*YOUR GOAL:* The lines from the top of the data down to the line with "function swapUsdcForWeth(uint256 amountIn)" should be repeated exactly, both ends included.

Top of RECORDS SHOWN

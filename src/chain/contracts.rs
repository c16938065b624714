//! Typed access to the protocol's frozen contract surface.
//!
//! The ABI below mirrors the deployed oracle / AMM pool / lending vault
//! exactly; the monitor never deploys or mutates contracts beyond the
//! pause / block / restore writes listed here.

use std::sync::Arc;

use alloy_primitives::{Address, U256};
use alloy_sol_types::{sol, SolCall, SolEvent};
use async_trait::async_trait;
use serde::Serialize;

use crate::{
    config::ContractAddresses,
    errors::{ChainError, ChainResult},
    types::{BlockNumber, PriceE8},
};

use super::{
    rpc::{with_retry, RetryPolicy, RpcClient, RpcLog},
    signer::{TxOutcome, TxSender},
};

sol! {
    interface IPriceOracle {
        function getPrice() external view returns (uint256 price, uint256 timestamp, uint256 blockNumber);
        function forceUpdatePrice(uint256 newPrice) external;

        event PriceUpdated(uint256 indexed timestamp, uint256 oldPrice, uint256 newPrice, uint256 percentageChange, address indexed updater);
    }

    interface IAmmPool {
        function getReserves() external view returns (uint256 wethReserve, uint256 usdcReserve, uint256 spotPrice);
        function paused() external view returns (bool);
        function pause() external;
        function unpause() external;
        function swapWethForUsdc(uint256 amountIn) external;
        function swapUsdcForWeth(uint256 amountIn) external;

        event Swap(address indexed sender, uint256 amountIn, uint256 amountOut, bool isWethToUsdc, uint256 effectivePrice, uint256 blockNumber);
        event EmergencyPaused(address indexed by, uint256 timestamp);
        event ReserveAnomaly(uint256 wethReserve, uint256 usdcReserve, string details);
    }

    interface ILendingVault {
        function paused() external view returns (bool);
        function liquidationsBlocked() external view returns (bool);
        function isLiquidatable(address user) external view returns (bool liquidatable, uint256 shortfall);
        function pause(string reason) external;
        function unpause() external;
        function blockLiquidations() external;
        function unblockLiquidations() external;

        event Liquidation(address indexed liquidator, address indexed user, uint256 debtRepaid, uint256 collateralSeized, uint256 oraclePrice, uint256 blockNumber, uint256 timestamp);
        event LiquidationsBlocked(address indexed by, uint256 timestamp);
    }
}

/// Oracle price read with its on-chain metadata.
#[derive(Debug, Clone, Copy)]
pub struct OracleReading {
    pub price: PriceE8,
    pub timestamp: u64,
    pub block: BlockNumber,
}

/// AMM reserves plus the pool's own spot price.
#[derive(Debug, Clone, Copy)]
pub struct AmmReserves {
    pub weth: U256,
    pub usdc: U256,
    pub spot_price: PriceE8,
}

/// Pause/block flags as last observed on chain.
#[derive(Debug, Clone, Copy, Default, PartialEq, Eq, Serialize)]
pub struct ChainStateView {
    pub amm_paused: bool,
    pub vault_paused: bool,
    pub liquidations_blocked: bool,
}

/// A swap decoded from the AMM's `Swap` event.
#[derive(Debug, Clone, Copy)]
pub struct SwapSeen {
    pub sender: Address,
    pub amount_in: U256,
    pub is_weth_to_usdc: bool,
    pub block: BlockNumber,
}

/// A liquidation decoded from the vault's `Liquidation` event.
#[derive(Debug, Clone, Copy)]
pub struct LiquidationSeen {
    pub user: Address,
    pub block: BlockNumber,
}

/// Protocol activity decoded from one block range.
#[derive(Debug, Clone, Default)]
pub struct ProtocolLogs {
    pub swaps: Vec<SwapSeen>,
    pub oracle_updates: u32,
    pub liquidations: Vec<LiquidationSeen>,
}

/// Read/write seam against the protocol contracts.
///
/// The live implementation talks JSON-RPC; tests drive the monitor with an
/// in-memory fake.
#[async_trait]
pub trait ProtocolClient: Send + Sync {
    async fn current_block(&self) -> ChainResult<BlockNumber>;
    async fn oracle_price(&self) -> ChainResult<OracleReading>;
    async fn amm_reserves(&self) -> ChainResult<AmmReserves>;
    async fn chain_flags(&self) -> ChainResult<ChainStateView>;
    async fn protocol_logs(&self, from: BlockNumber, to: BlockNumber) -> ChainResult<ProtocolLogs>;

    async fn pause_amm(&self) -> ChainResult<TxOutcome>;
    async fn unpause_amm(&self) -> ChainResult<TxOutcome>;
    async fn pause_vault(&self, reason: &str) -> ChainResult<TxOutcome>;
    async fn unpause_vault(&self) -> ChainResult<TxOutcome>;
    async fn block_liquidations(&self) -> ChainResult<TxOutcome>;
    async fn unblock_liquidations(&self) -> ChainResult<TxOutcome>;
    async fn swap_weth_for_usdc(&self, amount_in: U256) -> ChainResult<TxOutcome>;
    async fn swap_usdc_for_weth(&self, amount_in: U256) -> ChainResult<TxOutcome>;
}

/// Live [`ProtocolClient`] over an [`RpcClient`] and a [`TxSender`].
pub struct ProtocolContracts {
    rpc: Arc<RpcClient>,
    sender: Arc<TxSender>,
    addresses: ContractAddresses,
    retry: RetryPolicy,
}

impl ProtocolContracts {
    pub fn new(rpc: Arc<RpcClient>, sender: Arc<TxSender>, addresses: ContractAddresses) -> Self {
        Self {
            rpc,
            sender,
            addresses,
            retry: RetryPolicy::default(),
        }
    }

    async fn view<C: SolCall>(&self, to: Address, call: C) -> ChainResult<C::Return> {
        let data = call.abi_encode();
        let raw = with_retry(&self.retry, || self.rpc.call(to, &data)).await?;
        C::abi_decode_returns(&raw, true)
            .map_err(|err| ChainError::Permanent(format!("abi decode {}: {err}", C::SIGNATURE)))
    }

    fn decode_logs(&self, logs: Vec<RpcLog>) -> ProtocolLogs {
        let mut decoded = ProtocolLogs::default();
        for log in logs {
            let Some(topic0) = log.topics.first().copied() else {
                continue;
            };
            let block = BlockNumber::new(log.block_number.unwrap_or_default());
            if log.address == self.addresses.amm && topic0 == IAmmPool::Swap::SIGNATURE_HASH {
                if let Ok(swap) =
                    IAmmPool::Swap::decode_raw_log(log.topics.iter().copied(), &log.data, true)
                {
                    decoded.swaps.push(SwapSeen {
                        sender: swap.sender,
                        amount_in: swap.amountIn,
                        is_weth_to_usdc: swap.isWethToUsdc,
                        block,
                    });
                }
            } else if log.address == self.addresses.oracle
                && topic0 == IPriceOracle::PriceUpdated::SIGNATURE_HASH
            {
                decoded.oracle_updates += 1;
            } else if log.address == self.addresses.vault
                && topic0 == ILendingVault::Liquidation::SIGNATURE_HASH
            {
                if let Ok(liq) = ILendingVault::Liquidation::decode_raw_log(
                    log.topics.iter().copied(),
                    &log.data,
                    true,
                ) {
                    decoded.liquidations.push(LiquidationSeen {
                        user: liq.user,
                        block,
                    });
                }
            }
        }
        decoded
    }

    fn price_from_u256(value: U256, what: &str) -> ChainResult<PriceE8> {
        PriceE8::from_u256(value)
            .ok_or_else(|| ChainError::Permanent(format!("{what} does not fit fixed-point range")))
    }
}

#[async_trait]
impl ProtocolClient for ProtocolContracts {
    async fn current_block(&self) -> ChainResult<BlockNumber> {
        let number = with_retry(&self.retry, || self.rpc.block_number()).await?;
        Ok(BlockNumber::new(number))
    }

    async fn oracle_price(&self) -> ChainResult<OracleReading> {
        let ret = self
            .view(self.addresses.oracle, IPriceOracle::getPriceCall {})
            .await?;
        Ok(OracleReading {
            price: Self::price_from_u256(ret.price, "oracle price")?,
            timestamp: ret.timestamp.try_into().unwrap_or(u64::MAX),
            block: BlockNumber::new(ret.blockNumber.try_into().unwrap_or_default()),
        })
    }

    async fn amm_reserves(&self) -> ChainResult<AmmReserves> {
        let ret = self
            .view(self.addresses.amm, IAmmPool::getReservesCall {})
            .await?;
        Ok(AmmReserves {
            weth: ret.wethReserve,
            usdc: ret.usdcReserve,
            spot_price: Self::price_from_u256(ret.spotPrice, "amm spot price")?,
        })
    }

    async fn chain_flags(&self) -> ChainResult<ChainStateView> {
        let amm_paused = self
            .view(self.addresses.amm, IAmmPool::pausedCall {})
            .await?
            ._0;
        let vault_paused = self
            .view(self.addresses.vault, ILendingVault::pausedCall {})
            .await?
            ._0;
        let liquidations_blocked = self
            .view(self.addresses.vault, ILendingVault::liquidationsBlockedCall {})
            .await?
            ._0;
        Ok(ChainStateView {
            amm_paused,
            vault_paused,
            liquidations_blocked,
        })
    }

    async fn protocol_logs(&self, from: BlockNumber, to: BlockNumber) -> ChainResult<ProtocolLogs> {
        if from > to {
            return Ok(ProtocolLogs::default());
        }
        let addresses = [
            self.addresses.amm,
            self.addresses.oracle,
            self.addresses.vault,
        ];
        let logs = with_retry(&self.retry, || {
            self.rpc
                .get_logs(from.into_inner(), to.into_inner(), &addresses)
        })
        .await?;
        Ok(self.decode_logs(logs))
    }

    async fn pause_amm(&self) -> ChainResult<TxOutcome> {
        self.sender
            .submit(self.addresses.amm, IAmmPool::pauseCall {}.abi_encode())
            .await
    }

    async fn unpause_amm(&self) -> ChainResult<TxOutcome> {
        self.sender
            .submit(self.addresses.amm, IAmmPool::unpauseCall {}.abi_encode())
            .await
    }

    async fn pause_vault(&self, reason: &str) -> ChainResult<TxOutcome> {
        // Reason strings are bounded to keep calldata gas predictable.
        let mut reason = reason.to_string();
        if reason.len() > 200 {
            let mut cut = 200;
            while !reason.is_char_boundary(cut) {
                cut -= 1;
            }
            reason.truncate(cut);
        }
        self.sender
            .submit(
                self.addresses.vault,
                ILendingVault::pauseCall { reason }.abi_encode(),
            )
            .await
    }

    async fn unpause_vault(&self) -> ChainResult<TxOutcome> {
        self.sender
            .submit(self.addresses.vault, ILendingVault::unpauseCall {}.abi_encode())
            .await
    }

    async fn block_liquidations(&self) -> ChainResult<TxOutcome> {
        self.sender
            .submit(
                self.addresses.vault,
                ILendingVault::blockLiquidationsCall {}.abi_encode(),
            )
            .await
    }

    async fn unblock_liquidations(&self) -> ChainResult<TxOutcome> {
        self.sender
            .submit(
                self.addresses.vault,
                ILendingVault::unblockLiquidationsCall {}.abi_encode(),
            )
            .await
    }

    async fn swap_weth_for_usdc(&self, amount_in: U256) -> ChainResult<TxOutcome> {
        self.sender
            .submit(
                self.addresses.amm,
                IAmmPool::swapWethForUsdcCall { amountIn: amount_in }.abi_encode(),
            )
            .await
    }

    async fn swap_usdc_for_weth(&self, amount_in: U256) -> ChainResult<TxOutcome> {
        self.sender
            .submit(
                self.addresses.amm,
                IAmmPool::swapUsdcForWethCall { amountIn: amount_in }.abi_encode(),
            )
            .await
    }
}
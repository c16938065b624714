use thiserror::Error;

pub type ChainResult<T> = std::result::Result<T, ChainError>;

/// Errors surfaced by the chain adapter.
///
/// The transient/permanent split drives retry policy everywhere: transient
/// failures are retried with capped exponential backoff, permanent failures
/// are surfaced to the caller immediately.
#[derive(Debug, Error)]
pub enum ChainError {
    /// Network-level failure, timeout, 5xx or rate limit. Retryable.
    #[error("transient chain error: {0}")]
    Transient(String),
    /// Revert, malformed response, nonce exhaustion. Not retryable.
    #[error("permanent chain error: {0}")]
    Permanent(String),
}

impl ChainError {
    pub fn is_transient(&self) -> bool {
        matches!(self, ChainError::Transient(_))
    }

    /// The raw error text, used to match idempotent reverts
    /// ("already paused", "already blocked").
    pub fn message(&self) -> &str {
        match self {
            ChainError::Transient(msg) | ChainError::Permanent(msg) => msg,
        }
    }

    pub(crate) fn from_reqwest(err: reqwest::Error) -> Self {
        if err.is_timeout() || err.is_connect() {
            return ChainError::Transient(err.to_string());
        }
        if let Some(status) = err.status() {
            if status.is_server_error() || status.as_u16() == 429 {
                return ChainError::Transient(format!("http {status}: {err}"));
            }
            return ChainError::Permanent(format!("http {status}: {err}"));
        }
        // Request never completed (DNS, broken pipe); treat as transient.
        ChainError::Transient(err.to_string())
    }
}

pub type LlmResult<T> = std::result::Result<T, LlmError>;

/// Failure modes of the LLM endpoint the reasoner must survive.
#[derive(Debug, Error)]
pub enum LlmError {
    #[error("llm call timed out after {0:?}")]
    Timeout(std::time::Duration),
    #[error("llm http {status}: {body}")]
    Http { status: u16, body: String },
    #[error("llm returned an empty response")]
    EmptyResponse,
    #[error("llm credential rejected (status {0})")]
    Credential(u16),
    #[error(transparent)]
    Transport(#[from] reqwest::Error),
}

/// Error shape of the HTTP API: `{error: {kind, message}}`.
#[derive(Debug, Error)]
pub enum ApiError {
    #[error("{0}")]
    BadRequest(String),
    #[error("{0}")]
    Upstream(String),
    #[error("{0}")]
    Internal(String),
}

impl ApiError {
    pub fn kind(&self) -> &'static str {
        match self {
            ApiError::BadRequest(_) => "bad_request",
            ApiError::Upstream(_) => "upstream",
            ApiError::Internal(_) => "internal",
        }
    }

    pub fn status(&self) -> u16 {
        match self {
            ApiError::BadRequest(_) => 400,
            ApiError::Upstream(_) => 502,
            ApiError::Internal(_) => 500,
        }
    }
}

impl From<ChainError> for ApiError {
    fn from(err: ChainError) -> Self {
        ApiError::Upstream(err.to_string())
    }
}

Bottom of RECORDS SHOWN

*RESPONSE:*
filename src/chain/contracts.rs
repository c16938065b624714
//! Typed access to the protocol's frozen contract surface.
//!
//! The ABI below mirrors the deployed oracle / AMM pool / lending vault
//! exactly; the monitor never deploys or mutates contracts beyond the
//! pause / block / restore writes listed here.

use std::sync::Arc;

use alloy_primitives::{Address, U256};
use alloy_sol_types::{sol, SolCall, SolEvent};
use async_trait::async_trait;
use serde::Serialize;

use crate::{
    config::ContractAddresses,
    errors::{ChainError, ChainResult},
    types::{BlockNumber, PriceE8},
};

use super::{
    rpc::{with_retry, RetryPolicy, RpcClient, RpcLog},
    signer::{TxOutcome, TxSender},
};

sol! {
    interface IPriceOracle {
        function getPrice() external view returns (uint256 price, uint256 timestamp, uint256 blockNumber);
        function forceUpdatePrice(uint256 newPrice) external;

        event PriceUpdated(uint256 indexed timestamp, uint256 oldPrice, uint256 newPrice, uint256 percentageChange, address indexed updater);
    }

    interface IAmmPool {
        function getReserves() external view returns (uint256 wethReserve, uint256 usdcReserve, uint256 spotPrice);
        function paused() external view returns (bool);
        function pause() external;
        function unpause() external;
        function swapWethForUsdc(uint256 amountIn) external;
        function swapUsdcForWeth(uint256 amountIn) external;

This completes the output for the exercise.